Speculating on innovation in housing is harder than you would think. I’m not sure if we take the basics elements of the structures as givens, or if they are fundamentally difficult to innovate. Here’s a new listing I have coming on the market at the end of the month– what could we do better?
The single family home on a plot of its own is still the most preferred housing option outside of the densely populated mega cities. According to statista, “as of September 2020, there were 213.3 million single-family dwelling units in the United States and only 38 million multifamily units.”
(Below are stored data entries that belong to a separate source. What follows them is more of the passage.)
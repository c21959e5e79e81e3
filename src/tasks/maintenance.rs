//! Cache Maintenance Task
//!
//! Background worker that runs queued trims, sweeps aged entries on a fixed
//! interval and clears the cache on external invalidation signals.
//!
//! One worker serves one cache and handles jobs serially. It holds only a
//! weak reference to the cache state and stops once the cache is gone.

use std::sync::Weak;
use std::time::Duration;

use tokio::runtime::Handle;
use tokio::sync::broadcast::{self, error::RecvError};
use tokio::sync::{mpsc, oneshot};
use tokio::task::{self, JoinHandle};
use tokio::time::{self, Instant, Interval, MissedTickBehavior};
use tracing::{debug, info, trace, warn};

use crate::cache::memory::Shared;
use crate::cache::TrimTarget;
use crate::error::CacheError;

// == Invalidation ==
/// External events after which cached values should be dropped.
#[derive(Debug, Clone, Copy, PartialEq, Eq)]
pub enum Invalidation {
    /// The host is running low on memory
    MemoryPressure,
    /// The host application moved to the background
    Background,
}

#[derive(Debug)]
enum Job {
    Trim(TrimTarget),
    Flush(oneshot::Sender<()>),
}

// == Maintenance Handle ==
/// Handle to a cache's maintenance worker. Dropping it aborts the worker.
#[derive(Debug)]
pub struct Maintenance {
    jobs: mpsc::UnboundedSender<Job>,
    task: JoinHandle<()>,
}

impl Maintenance {
    /// Spawns the worker on `handle`.
    ///
    /// # Arguments
    /// * `shared` - weak reference to the cache state
    /// * `sweep_interval` - interval between recurring age sweeps
    /// * `invalidations` - optional signal subscription; each signal clears the cache
    pub(crate) fn spawn<V>(
        handle: &Handle,
        shared: Weak<Shared<V>>,
        sweep_interval: Duration,
        invalidations: Option<broadcast::Receiver<Invalidation>>,
    ) -> Self
    where
        V: Send + 'static,
    {
        let (jobs, rx) = mpsc::unbounded_channel();
        let task = handle.spawn(run(shared, rx, sweep_interval, invalidations));
        Self { jobs, task }
    }

    /// Queues a trim. Failures are logged, never returned.
    pub(crate) fn schedule(&self, target: TrimTarget) {
        if let Err(err) = self.send(Job::Trim(target)) {
            warn!(%target, error = %err, "failed to schedule trim");
        }
    }

    /// Resolves once every job queued before this call has been handled.
    pub(crate) async fn flush(&self) {
        let (done, wait) = oneshot::channel();
        if let Err(err) = self.send(Job::Flush(done)) {
            warn!(error = %err, "failed to flush maintenance queue");
            return;
        }
        if wait.await.is_err() {
            warn!("maintenance worker stopped before flush completed");
        }
    }

    /// Stops the worker, releasing its invalidation subscription.
    pub(crate) fn shutdown(&self) {
        self.task.abort();
    }

    fn send(&self, job: Job) -> Result<(), CacheError> {
        self.jobs
            .send(job)
            .map_err(|_| CacheError::Worker("maintenance worker is not running".to_string()))
    }
}

impl Drop for Maintenance {
    fn drop(&mut self) {
        self.shutdown();
    }
}

async fn run<V>(
    shared: Weak<Shared<V>>,
    mut jobs: mpsc::UnboundedReceiver<Job>,
    sweep_interval: Duration,
    mut invalidations: Option<broadcast::Receiver<Invalidation>>,
) where
    V: Send + 'static,
{
    debug!(?sweep_interval, "cache maintenance started");
    let mut sweep = sweep_timer(sweep_interval);

    loop {
        let alive = tokio::select! {
            job = jobs.recv() => match job {
                Some(Job::Trim(target)) => run_trim(&shared, target).await,
                Some(Job::Flush(done)) => {
                    let _ = done.send(());
                    true
                }
                None => false,
            },
            _ = next_sweep(&mut sweep) => run_trim(&shared, TrimTarget::Age).await,
            signal = next_signal(&mut invalidations) => match signal {
                Ok(signal) => invalidate(&shared, signal),
                Err(RecvError::Lagged(missed)) => {
                    warn!(missed, "invalidation signals lagged");
                    invalidate(&shared, Invalidation::MemoryPressure)
                }
                Err(RecvError::Closed) => {
                    debug!("invalidation source closed");
                    invalidations = None;
                    true
                }
            },
        };
        if !alive {
            break;
        }
    }
    debug!("cache maintenance stopped");
}

/// Recurring sweep timer, or `None` when the first tick lies beyond the clock's range.
fn sweep_timer(sweep_interval: Duration) -> Option<Interval> {
    let Some(start) = Instant::now().checked_add(sweep_interval) else {
        debug!(?sweep_interval, "sweep interval out of range, recurring sweep disabled");
        return None;
    };
    let mut sweep = time::interval_at(start, sweep_interval);
    sweep.set_missed_tick_behavior(MissedTickBehavior::Delay);
    Some(sweep)
}

async fn next_sweep(sweep: &mut Option<Interval>) {
    match sweep {
        Some(sweep) => {
            sweep.tick().await;
        }
        None => std::future::pending().await,
    }
}

async fn next_signal(
    invalidations: &mut Option<broadcast::Receiver<Invalidation>>,
) -> Result<Invalidation, RecvError> {
    match invalidations {
        Some(rx) => rx.recv().await,
        None => std::future::pending().await,
    }
}

/// Runs one trim off the async threads. Returns `false` once the cache is gone.
async fn run_trim<V>(shared: &Weak<Shared<V>>, target: TrimTarget) -> bool
where
    V: Send + 'static,
{
    let Some(shared) = shared.upgrade() else {
        return false;
    };
    match task::spawn_blocking(move || shared.trim(target)).await {
        Ok(0) => trace!(%target, "trim found nothing to evict"),
        Ok(evicted) => debug!(%target, evicted, "trim evicted entries"),
        Err(err) => warn!(%target, error = %err, "trim task failed"),
    }
    true
}

fn invalidate<V>(shared: &Weak<Shared<V>>, signal: Invalidation) -> bool {
    let Some(shared) = shared.upgrade() else {
        return false;
    };
    let removed = shared.clear();
    info!(?signal, removed, "memory cache invalidated");
    true
}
This one is above average in square footage, and about double the median priced property in the metro, but it still has the same structure as most single family homes: lot, dwelling, garage. The city provided infrastructure for utilities determines the type of mechanicals which service the property. In this part of the country natural gas is the established solution for heating and electricity runs the lights and air conditioning.
One innovation which is more visible around town than ever before is solar panels. One can see them glistening on more and more roof tops. But the breakeven point for installation is still out about 7-9 years, which makes it a difficult purchase. There are no heating solutions more friendly than natural gas on the horizon. The only other efficiencies toward energy conservation can be achieved through additional insulation and careful review of appliances.
Perhaps innovation will be more about how we use the space within homes rather than the structure itself. More complexity to household formation, particularly in the mixing of generations, could bring down the square footage per person ratio, leading to less utility consumption. Using the space in a single family home as a home office will keep cars off the roads.
Innovation in the near future may well be about usage and not structure.